You need to install the grunt package names grunt-contrib-contact to achieve the file concat.

npm install grunt-contrib-concat –save-dev

The grunt configuration file is updated as following

module.exports = function (grunt) {

    grunt.loadNpmTasks('grunt-contrib-copy');
    grunt.loadNpmTasks('grunt-contrib-concat');
    grunt.initConfig({
       pkg: grunt.file.readJSON("package.json"),
        copy: {
            main: {
                files: [{
                    src: ['Content/*.less'],
                    dest: "backupless/",
                    filter:"isFile"
                }]
            }          
        },
        concat: {
            options: {
                separator: ';', 
            },
            dist: {
                src: ['Scripts/*.js'],
                dest: 'js/bundle.js'
            }
        }
    });
  grunt.registerTask('concatme', ['concat:dist'])
};

The separator options add a semicolon at the end of each file, it is recommended to use it to avoid js error.

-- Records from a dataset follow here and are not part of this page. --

// SPDX-License-Identifier: AGPL-3.0-or-later
//
// Copyright (C) 2026 Relational Network

//! Response cache.
//!
//! Rendered API responses are stored as JSON strings with a per-entry TTL.
//! The HTTP layer reads through the cache before doing any upstream work and
//! writes back after a successful response.

use std::num::NonZeroUsize;
use std::sync::Mutex;
use std::time::{Duration, Instant};

use lru::LruCache;
use serde::de::DeserializeOwned;
use serde::Serialize;

/// Key-value store with per-entry expiry.
pub trait CacheStore: Send + Sync {
    fn get(&self, key: &str) -> Option<String>;

    /// Store `value` under `key` for `ttl`. Overwrites any existing entry.
    fn set_ex(&self, key: &str, ttl: Duration, value: String);
}

struct CacheEntry {
    value: String,
    expires_at: Instant,
}

/// In-process LRU cache.
pub struct LruCacheStore {
    cache: Mutex<LruCache<String, CacheEntry>>,
}

impl LruCacheStore {
    /// Create a cache holding at most `capacity` entries (minimum one).
    pub fn new(capacity: usize) -> Self {
        let capacity = NonZeroUsize::new(capacity).unwrap_or(NonZeroUsize::MIN);
        Self {
            cache: Mutex::new(LruCache::new(capacity)),
        }
    }

    pub fn len(&self) -> usize {
        self.cache.lock().map(|cache| cache.len()).unwrap_or(0)
    }

    pub fn is_empty(&self) -> bool {
        self.len() == 0
    }
}

impl CacheStore for LruCacheStore {
    fn get(&self, key: &str) -> Option<String> {
        let mut cache = self.cache.lock().ok()?;
        if let Some(entry) = cache.get(key) {
            if Instant::now() < entry.expires_at {
                return Some(entry.value.clone());
            }
            // Expired
            cache.pop(key);
        }
        None
    }

    fn set_ex(&self, key: &str, ttl: Duration, value: String) {
        if let Ok(mut cache) = self.cache.lock() {
            cache.put(
                key.to_string(),
                CacheEntry {
                    value,
                    expires_at: Instant::now() + ttl,
                },
            );
        }
    }
}

/// Read and decode a cached JSON value. Undecodable entries count as misses.
pub fn read_json<T: DeserializeOwned>(store: &dyn CacheStore, key: &str) -> Option<T> {
    let raw = store.get(key)?;
    match serde_json::from_str(&raw) {
        Ok(value) => Some(value),
        Err(e) => {
            tracing::warn!(key = %key, error = %e, "Ignoring undecodable cache entry");
            None
        }
    }
}

pub fn write_json<T: Serialize>(store: &dyn CacheStore, key: &str, ttl: Duration, value: &T) {
    match serde_json::to_string(value) {
        Ok(raw) => store.set_ex(key, ttl, raw),
        Err(e) => tracing::warn!(key = %key, error = %e, "Failed to encode cache entry"),
    }
}

/// Cache keys.
pub mod keys {
    pub const TOKENS: &str = "tokens";

    pub fn apr(chain: &str) -> String {
        format!("apr-{chain}")
    }

    pub fn price(id: &str) -> String {
        format!("price-{id}")
    }

    pub fn lp(address: &str) -> String {
        format!("lp-{address}")
    }

    /// Balance responses are keyed by the raw `chains` query value.
    pub fn balance(address: &str, chains: &str) -> String {
        format!("{address}?chains={chains}")
    }

    /// Resolved chain profiles are keyed by bare chain name.
    pub fn chain(name: &str) -> String {
        name.to_string()
    }
}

The task is about aggregating each js file in Scripts folder to a unique file named bundle.js in the js folder.

Compressing files

We can compress files with the package named grunt-contrib-uglify.

module.exports = function (grunt) {

    grunt.loadNpmTasks('grunt-contrib-copy');
    grunt.loadNpmTasks('grunt-contrib-concat');
    grunt.loadNpmTasks('grunt-contrib-uglify');
    grunt.initConfig({
       pkg: grunt.file.readJSON("package.json"),
        copy: {
            main: {
                files: [{
                    src: ['Content/*.less'],
                    dest: "backupless/",
                    filter:"isFile"
                }]
            }          
        },
        concat: {
            options: {
                separator: ';', 
            },
            dist: {
                src: ['Scripts/*.js'],
                dest: 'js/bundle.js'
            }
        },
        uglify: {
            options: {
                separator: ';'
            },
            dist: {
                src: ['js/bundle.js'],
                dest: 'js/built.js'
            }
        }
    });
    grunt.registerTask('concatme', ['concat:dist'])
  grunt.registerTask('compressme', ['uglify:dist'])
};

Grunt is a powerful tool that allows you to automate all your process. You’ve seen that it can interact with your project and any underlying parts like the file system. The setup part is the only tricky part, once configured you’ll be free of all repetitive tasks during the deployment stage. At the time writing of writing, there’s an alternative to Grunt: Gulp. The community states Gulp as a more flexible, more powerful and more simple than Grunt.